When a church loses their lead pastor—for whatever reason—the process to find a new lead pastor can be a lengthy one. Some churches are unprepared for what the pastor search process involves—especially when it comes to the time involved.
How Long Does a Pastor Search Take?
According to experts, a pastor search can typically take one to two years. While this may sound like a long time—even to people who are familiar with the typical hiring process—there are good reasons why the pastoral search process is such a lengthy one.
Hiring a new lead pastor is a very important task, and should be approached with due diligence.
The process involves several important steps, each of which could take multiple months. Typically, a volunteer search committee will be chosen. The search committee could be made up of church board members, church staff members, and/or trusted and involved church members. Often, it’s made up of a combination of all of these types of people. It might take a while to decide who should serve on the committee, and then some of those people might not accept the position, which could send church leaders back to the drawing board. Then, because these people will have other responsibilities (full-time jobs, other volunteer positions, families, etc.), they might only be able to meet sporadically.

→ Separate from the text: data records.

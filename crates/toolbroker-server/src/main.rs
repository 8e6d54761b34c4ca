use std::sync::Arc;

use toolbroker_core::ConsoleLogger;
use toolbroker_server::{ServeError, ToolServer, ToolSet};

const SERVER_NAME: &str = "repo-tools";

#[tokio::main]
async fn main() -> Result<(), ServeError> {
    // stdout carries the protocol
    let verbose = std::env::var("TOOLBROKER_DEBUG").is_ok_and(|v| !v.is_empty());
    let logger = Arc::new(
        ConsoleLogger::with_prefix(format!("[{}]", SERVER_NAME))
            .stderr()
            .verbose(verbose),
    );

    ToolServer::new(SERVER_NAME, env!("CARGO_PKG_VERSION"), ToolSet::standard(), logger)
        .serve_stdio()
        .await
}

Once the committee starts meeting, they will need to put together a job description for the new lead pastor. This involves not only assembling a list of the lead pastor’s tasks, but also articulating what type of person would be a good fit for the church. It also can mean putting together a church profile. These steps will help attract the right types of candidates, but will take a good amount of time. The committee will also need to set up a procedure for reviewing applications, interviewing candidates, and evaluating them.

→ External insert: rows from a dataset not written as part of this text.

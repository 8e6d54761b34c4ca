//! Operation Registry: operation name → owning session
//!
//! Records keep their first discovery position. Re-registering a name
//! overwrites the record in place, so `names()` stays in discovery order
//! while the newest owner wins.

use std::collections::HashMap;
use std::sync::atomic::{AtomicBool, Ordering};
use std::sync::Arc;

use serde_json::Value;

use super::error::BrokerError;
use crate::config::CollisionPolicy;
use crate::session::Session;
use crate::types::OperationSpec;

/// Runtime binding between a server name and its live session
pub struct SessionHandle {
    id: u64,
    server: String,
    session: Arc<dyn Session>,
    closed: AtomicBool,
}

impl SessionHandle {
    /// Create an open handle
    pub fn new(id: u64, server: impl Into<String>, session: Arc<dyn Session>) -> Self {
        Self {
            id,
            server: server.into(),
            session,
            closed: AtomicBool::new(false),
        }
    }

    /// Unique per broker, increases with every connection
    pub fn id(&self) -> u64 {
        self.id
    }

    /// Name of the server this session belongs to
    pub fn server(&self) -> &str {
        &self.server
    }

    /// The underlying session
    pub fn session(&self) -> &Arc<dyn Session> {
        &self.session
    }

    /// Whether disconnect has marked this handle closed
    pub fn is_closed(&self) -> bool {
        self.closed.load(Ordering::SeqCst)
    }

    pub(crate) fn mark_closed(&self) {
        self.closed.store(true, Ordering::SeqCst);
    }
}

impl std::fmt::Debug for SessionHandle {
    fn fmt(&self, f: &mut std::fmt::Formatter<'_>) -> std::fmt::Result {
        f.debug_struct("SessionHandle")
            .field("id", &self.id)
            .field("server", &self.server)
            .field("closed", &self.is_closed())
            .finish()
    }
}

/// One registered operation
#[derive(Debug, Clone)]
pub struct OperationRecord {
    /// Registry key
    pub name: String,
    /// Name sent to the server. Differs from `name` only under
    /// `CollisionPolicy::Namespace`.
    pub remote_name: String,
    pub description: String,
    /// Opaque argument schema, validated by the server
    pub input_schema: Value,
    handle: Arc<SessionHandle>,
}

impl OperationRecord {
    /// Create a record routing `name` to `handle`
    pub fn new(name: impl Into<String>, spec: OperationSpec, handle: Arc<SessionHandle>) -> Self {
        Self {
            name: name.into(),
            remote_name: spec.name,
            description: spec.description,
            input_schema: spec.input_schema,
            handle,
        }
    }

    /// Name of the server that owns this operation
    pub fn server(&self) -> &str {
        self.handle.server()
    }

    /// Session handle that serves this operation
    pub fn handle(&self) -> &Arc<SessionHandle> {
        &self.handle
    }
}

/// Ordered operation registry
#[derive(Debug, Default)]
pub struct OperationRegistry {
    records: Vec<OperationRecord>,
    index: HashMap<String, usize>,
}

impl OperationRegistry {
    /// Create an empty registry
    pub fn new() -> Self {
        Self::default()
    }

    /// Insert or overwrite a record. Returns the replaced record, if any.
    pub fn insert(&mut self, record: OperationRecord) -> Option<OperationRecord> {
        match self.index.get(&record.name) {
            Some(&pos) => Some(std::mem::replace(&mut self.records[pos], record)),
            None => {
                self.index.insert(record.name.clone(), self.records.len());
                self.records.push(record);
                None
            }
        }
    }

    /// Merge one server's advertised operations according to `policy`.
    ///
    /// Returns the names that were registered and, under
    /// `CollisionPolicy::Reject`, one `NameCollision` per skipped operation.
    pub fn merge(
        &mut self,
        handle: &Arc<SessionHandle>,
        specs: Vec<OperationSpec>,
        policy: CollisionPolicy,
    ) -> (Vec<String>, Vec<BrokerError>) {
        let mut registered = Vec::with_capacity(specs.len());
        let mut collisions = Vec::new();

        for spec in specs {
            let key = match policy {
                CollisionPolicy::Namespace => format!("{}/{}", handle.server(), spec.name),
                CollisionPolicy::LastWriteWins | CollisionPolicy::Reject => spec.name.clone(),
            };

            if policy == CollisionPolicy::Reject {
                if let Some(existing) = self.get(&key) {
                    if existing.server() != handle.server() {
                        collisions.push(BrokerError::NameCollision {
                            operation: key,
                            existing: existing.server().to_string(),
                            server: handle.server().to_string(),
                        });
                        continue;
                    }
                }
            }

            self.insert(OperationRecord::new(key.clone(), spec, handle.clone()));
            registered.push(key);
        }

        (registered, collisions)
    }

    /// Look up a record by registered name
    pub fn get(&self, name: &str) -> Option<&OperationRecord> {
        self.index.get(name).map(|&pos| &self.records[pos])
    }

    pub fn contains(&self, name: &str) -> bool {
        self.index.contains_key(name)
    }

    /// Operation names in discovery order
    pub fn names(&self) -> Vec<String> {
        self.records.iter().map(|r| r.name.clone()).collect()
    }

    /// All records in discovery order
    pub fn records(&self) -> &[OperationRecord] {
        &self.records
    }

    /// Records owned by `server`
    pub fn operations_for_server(&self, server: &str) -> Vec<&OperationRecord> {
        self.records.iter().filter(|r| r.server() == server).collect()
    }

    /// Remove every record owned by `server`. Returns the removed records.
    pub fn remove_server(&mut self, server: &str) -> Vec<OperationRecord> {
        let (removed, kept): (Vec<_>, Vec<_>) = std::mem::take(&mut self.records)
            .into_iter()
            .partition(|r| r.server() == server);
        self.records = kept;
        self.reindex();
        removed
    }

    /// Remove everything. Returns the removed records in discovery order.
    pub fn clear(&mut self) -> Vec<OperationRecord> {
        self.index.clear();
        std::mem::take(&mut self.records)
    }

    pub fn len(&self) -> usize {
        self.records.len()
    }

    pub fn is_empty(&self) -> bool {
        self.records.is_empty()
    }

    fn reindex(&mut self) {
        self.index = self
            .records
            .iter()
            .enumerate()
            .map(|(pos, r)| (r.name.clone(), pos))
            .collect();
    }
}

Once the job is posted and applications start arriving, the committee will need to systematically go through them and make decisions on who to grant initial interviews to. Then, there will likely be second and third rounds of interviews. All the while, the committee will be watching sermon videos and checking references. This all takes a tremendous amount of time.
At any time during the process, candidates could remove themselves from consideration, because they were called elsewhere, because they don’t feel they are a good fit for the congregation, or for any number of other personal reasons. If a candidate was far along in the search process, this could set the process back months! There is also the possibility that the search committee could recommend a candidate, only for him to be rejected by the congregation or the church board.
When you take all of this into consideration, it starts to make sense why a pastor search can take more than a year.
What Churches Should Do During the Pastor Search Process
In what is probably the best-case scenario, the current lead pastor will stay on for a time while the church conducts a pastor search for his replacement. This typically happens when a pastor decides it is time for him to retire in the near future and gives his church a timeline in which to find his replacement. In this type of situation, the church still has leadership in place while they conduct the pastor search.
In many cases, however, the church is not given this luxury. When a pastor suddenly resigns, is asked to leave, gets too sick to continue in his position, or passes away unexpectedly, it can put the church in a tough position. In larger churches, there may be other pastors and leaders who can step in and fill in the gap, but many churches aren’t equipped for a pastoral absence. In these scenarios, some churches opt to bring in an interim pastor. An interim pastor can not only provide consistency in preaching from week to week, he can also provide much needed leadership and stability for the church staff and congregation. Some interim pastors are even able to help with the pastor search process by guiding the committee.
Having an interim pastor in place can help take some of the pressure off of the pastoral search committee to find a new pastor quickly. An interim pastor can also provide an important outside perspective help a church work through some issues that may hinder the success of the next lead pastor.
According to VitalChurch Ministry, an organization that provides interim pastors to Christian churches throughout the country, “Your church’s current leadership may be made up of people who have been a part of the church for many years—even decades. While this isn’t a negative thing, it can definitely mean that an outside perspective would be beneficial—especially during a time of transition. An interim pastor can look at things with fresh eyes. When interim pastors from VitalChurch Ministry go into churches, they assess everything from staff roles to discipleship pathways to church governance systems. They look for areas that can be improved and then work with the existing church leadership to make any needed changes.”
VitalChurch Ministry advises churches to see their time of transition—while they are searching for their next lead pastor—as an opportunity to make much needed changes and re-evaluate their mission and vision.